Directions — Beginning with the first line, please repeat the entries exactly and end on the line that contains "was never attempted".

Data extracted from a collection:
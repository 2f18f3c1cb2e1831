//! Lifecycle of one backend session inside a coordinator
//!
//! State transitions:
//! - `Created` → `Open` (first operation)
//! - `Created | Open | Flushed` → `Flushed` (flush)
//! - `Flushed` → `Open` (more work after a flush)
//! - `Flushed` → `Committed` (commit succeeded)
//! - `Created | Open | Flushed` → `RolledBack` (commit failed, or never
//!   committed because an earlier commit failed)
//! - any state → `Closed`
//!
//! Terminal state (no transitions allowed except re-closing):
//! - `Closed`

use std::fmt;
use strata_core::error::{StrataError, StrataResult};

/// State of one backend session
#[derive(Debug, Clone, Copy, PartialEq, Eq, Hash)]
pub enum SessionState {
    /// Session obtained from the backend, nothing run yet
    Created,
    /// At least one operation ran
    Open,
    /// Buffered changes pushed to the backend
    Flushed,
    /// Backend commit succeeded
    Committed,
    /// Commit failed or was never attempted
    RolledBack,
    /// Session released
    Closed,
}

impl SessionState {
    /// Whether load/save/delete style operations are allowed
    pub fn accepts_work(&self) -> bool {
        matches!(
            self,
            SessionState::Created | SessionState::Open | SessionState::Flushed
        )
    }

    /// Whether the state allows moving to `next`
    pub fn can_transition_to(&self, next: SessionState) -> bool {
        use SessionState::*;
        match (self, next) {
            (_, Closed) => true,
            (Created | Open | Flushed, Open | Flushed | RolledBack) => true,
            (Flushed, Committed) => true,
            _ => false,
        }
    }

    /// Move to `next`
    ///
    /// # Arguments
    ///
    /// * `next` - Target state
    /// * `backend` - Backend name, for the error message
    ///
    /// # Errors
    ///
    /// Returns `StrataError::SessionState` if the transition is not allowed.
    pub fn transition(&mut self, next: SessionState, backend: &str) -> StrataResult<()> {
        if !self.can_transition_to(next) {
            return Err(StrataError::SessionState {
                backend: backend.to_string(),
                state: self.to_string(),
                operation: next.operation().to_string(),
            });
        }
        *self = next;
        Ok(())
    }

    /// Check that work may run, moving `Created`/`Flushed` to `Open`
    ///
    /// # Errors
    ///
    /// Returns `StrataError::SessionState` once the session committed,
    /// rolled back or closed.
    pub fn begin_work(&mut self, backend: &str) -> StrataResult<()> {
        if !self.accepts_work() {
            return Err(StrataError::SessionState {
                backend: backend.to_string(),
                state: self.to_string(),
                operation: SessionState::Open.operation().to_string(),
            });
        }
        *self = SessionState::Open;
        Ok(())
    }

    fn operation(&self) -> &'static str {
        match self {
            SessionState::Created => "create",
            SessionState::Open => "use",
            SessionState::Flushed => "flush",
            SessionState::Committed => "commit",
            SessionState::RolledBack => "roll back",
            SessionState::Closed => "close",
        }
    }
}

impl fmt::Display for SessionState {
    fn fmt(&self, f: &mut fmt::Formatter<'_>) -> fmt::Result {
        let name = match self {
            SessionState::Created => "Created",
            SessionState::Open => "Open",
            SessionState::Flushed => "Flushed",
            SessionState::Committed => "Committed",
            SessionState::RolledBack => "RolledBack",
            SessionState::Closed => "Closed",
        };
        f.write_str(name)
    }
}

Reply —
repository 2f18f3c1cb2e1831
//! Lifecycle of one backend session inside a coordinator
//!
//! State transitions:
//! - `Created` → `Open` (first operation)
//! - `Created | Open | Flushed` → `Flushed` (flush)
//! - `Flushed` → `Open` (more work after a flush)
//! - `Flushed` → `Committed` (commit succeeded)
//! - `Created | Open | Flushed` → `RolledBack` (commit failed, or never
//!   committed because an earlier commit failed)
//! - any state → `Closed`
//!
//! Terminal state (no transitions allowed except re-closing):
//! - `Closed`

use std::fmt;
use strata_core::error::{StrataError, StrataResult};

/// State of one backend session
#[derive(Debug, Clone, Copy, PartialEq, Eq, Hash)]
pub enum SessionState {
    /// Session obtained from the backend, nothing run yet
    Created,
    /// At least one operation ran
    Open,
    /// Buffered changes pushed to the backend
    Flushed,
    /// Backend commit succeeded
    Committed,
    /// Commit failed or was never attempted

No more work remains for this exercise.